Data records:

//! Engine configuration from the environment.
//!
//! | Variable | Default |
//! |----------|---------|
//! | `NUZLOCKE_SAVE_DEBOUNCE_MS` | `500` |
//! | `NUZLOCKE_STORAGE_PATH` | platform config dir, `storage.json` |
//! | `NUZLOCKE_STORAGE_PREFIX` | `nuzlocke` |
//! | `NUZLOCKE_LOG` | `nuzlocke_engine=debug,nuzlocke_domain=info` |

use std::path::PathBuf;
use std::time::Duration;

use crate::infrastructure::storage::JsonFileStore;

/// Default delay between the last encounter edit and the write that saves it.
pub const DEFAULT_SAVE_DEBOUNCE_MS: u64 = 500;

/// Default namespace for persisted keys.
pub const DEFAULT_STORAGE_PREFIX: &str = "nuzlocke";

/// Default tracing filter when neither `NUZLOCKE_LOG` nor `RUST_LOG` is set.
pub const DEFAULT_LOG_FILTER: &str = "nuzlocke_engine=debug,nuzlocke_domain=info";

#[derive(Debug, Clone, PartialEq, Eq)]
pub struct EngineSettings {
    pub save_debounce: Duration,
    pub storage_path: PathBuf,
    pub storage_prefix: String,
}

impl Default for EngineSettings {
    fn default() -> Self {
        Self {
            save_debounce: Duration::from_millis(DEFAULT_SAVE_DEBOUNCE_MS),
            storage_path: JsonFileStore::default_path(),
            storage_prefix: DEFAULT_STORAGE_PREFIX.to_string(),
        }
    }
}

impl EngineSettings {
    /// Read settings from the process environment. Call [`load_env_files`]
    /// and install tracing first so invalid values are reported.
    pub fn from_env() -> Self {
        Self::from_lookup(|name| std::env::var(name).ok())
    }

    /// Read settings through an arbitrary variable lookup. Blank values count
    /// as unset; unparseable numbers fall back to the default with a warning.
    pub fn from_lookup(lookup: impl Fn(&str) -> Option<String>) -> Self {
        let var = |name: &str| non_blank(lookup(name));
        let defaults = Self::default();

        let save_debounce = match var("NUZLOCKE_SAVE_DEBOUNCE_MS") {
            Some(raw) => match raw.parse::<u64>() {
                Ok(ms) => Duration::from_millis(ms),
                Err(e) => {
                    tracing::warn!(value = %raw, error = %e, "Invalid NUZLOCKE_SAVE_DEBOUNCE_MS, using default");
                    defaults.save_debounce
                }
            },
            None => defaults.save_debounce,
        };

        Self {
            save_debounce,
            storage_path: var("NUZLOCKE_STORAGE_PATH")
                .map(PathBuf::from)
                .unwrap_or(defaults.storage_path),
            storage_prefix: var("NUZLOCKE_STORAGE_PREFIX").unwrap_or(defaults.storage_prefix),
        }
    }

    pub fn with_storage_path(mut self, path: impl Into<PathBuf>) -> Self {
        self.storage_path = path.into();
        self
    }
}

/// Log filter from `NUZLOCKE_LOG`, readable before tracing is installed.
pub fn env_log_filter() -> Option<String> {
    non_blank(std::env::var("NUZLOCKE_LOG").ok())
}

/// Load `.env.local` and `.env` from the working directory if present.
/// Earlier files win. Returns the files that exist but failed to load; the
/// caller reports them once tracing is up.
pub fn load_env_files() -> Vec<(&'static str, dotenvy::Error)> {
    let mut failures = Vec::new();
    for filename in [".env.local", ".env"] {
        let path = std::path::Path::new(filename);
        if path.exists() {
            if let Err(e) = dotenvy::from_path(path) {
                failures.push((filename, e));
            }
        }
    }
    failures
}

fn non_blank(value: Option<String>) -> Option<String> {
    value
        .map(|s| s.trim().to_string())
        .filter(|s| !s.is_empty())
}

*Exercise description*.
Write out the entries above once more, without altering anything.

*Response for this exercise*.
//! Engine configuration from the environment.
//!
//! | Variable | Default |
//! |----------|---------|
//! | `NUZLOCKE_SAVE_DEBOUNCE_MS` | `500` |
//! | `NUZLOCKE_STORAGE_PATH` | platform config dir, `storage.json` |
//! | `NUZLOCKE_STORAGE_PREFIX` | `nuzlocke` |
//! | `NUZLOCKE_LOG` | `nuzlocke_engine=debug,nuzlocke_domain=info` |

use std::path::PathBuf;
use std::time::Duration;

use crate::infrastructure::storage::JsonFileStore;

/// Default delay between the last encounter edit and the write that saves it.
pub const DEFAULT_SAVE_DEBOUNCE_MS: u64 = 500;

/// Default namespace for persisted keys.
pub const DEFAULT_STORAGE_PREFIX: &str = "nuzlocke";

/// Default tracing filter when neither `NUZLOCKE_LOG` nor `RUST_LOG` is set.
pub const DEFAULT_LOG_FILTER: &str = "nuzlocke_engine=debug,nuzlocke_domain=info";

#[derive(Debug, Clone, PartialEq, Eq)]
pub struct EngineSettings {
    pub save_debounce: Duration,
    pub storage_path: PathBuf,
    pub storage_prefix: String,
}

impl Default for EngineSettings {
    fn default() -> Self {
        Self {
            save_debounce: Duration::from_millis(DEFAULT_SAVE_DEBOUNCE_MS),
            storage_path: JsonFileStore::default_path(),
            storage_prefix: DEFAULT_STORAGE_PREFIX.to_string(),
        }
    }
}

impl EngineSettings {
    /// Read settings from the process environment. Call [`load_env_files`]
    /// and install tracing first so invalid values are reported.
    pub fn from_env() -> Self {
        Self::from_lookup(|name| std::env::var(name).ok())
    }

    /// Read settings through an arbitrary variable lookup. Blank values count
    /// as unset; unparseable numbers fall back to the default with a warning.
    pub fn from_lookup(lookup: impl Fn(&str) -> Option<String>) -> Self {
        let var = |name: &str| non_blank(lookup(name));
        let defaults = Self::default();

        let save_debounce = match var("NUZLOCKE_SAVE_DEBOUNCE_MS") {
            Some(raw) => match raw.parse::<u64>() {
                Ok(ms) => Duration::from_millis(ms),
                Err(e) => {
                    tracing::warn!(value = %raw, error = %e, "Invalid NUZLOCKE_SAVE_DEBOUNCE_MS, using default");
                    defaults.save_debounce
                }
            },
            None => defaults.save_debounce,
        };

        Self {
            save_debounce,
            storage_path: var("NUZLOCKE_STORAGE_PATH")
                .map(PathBuf::from)
                .unwrap_or(defaults.storage_path),
            storage_prefix: var("NUZLOCKE_STORAGE_PREFIX").unwrap_or(defaults.storage_prefix),
        }
    }

    pub fn with_storage_path(mut self, path: impl Into<PathBuf>) -> Self {
        self.storage_path = path.into();
        self
    }
}

/// Log filter from `NUZLOCKE_LOG`, readable before tracing is installed.
pub fn env_log_filter() -> Option<String> {
    non_blank(std::env::var("NUZLOCKE_LOG").ok())
}

/// Load `.env.local` and `.env` from the working directory if present.
/// Earlier files win. Returns the files that exist but failed to load; the
/// caller reports them once tracing is up.
pub fn load_env_files() -> Vec<(&'static str, dotenvy::Error)> {
    let mut failures = Vec::new();
    for filename in [".env.local", ".env"] {
        let path = std::path::Path::new(filename);
        if path.exists() {
            if let Err(e) = dotenvy::from_path(path) {
                failures.push((filename, e));
            }
        }
    }
    failures
}

fn non_blank(value: Option<String>) -> Option<String> {
    value
        .map(|s| s.trim().to_string())
        .filter(|s| !s.is_empty())
}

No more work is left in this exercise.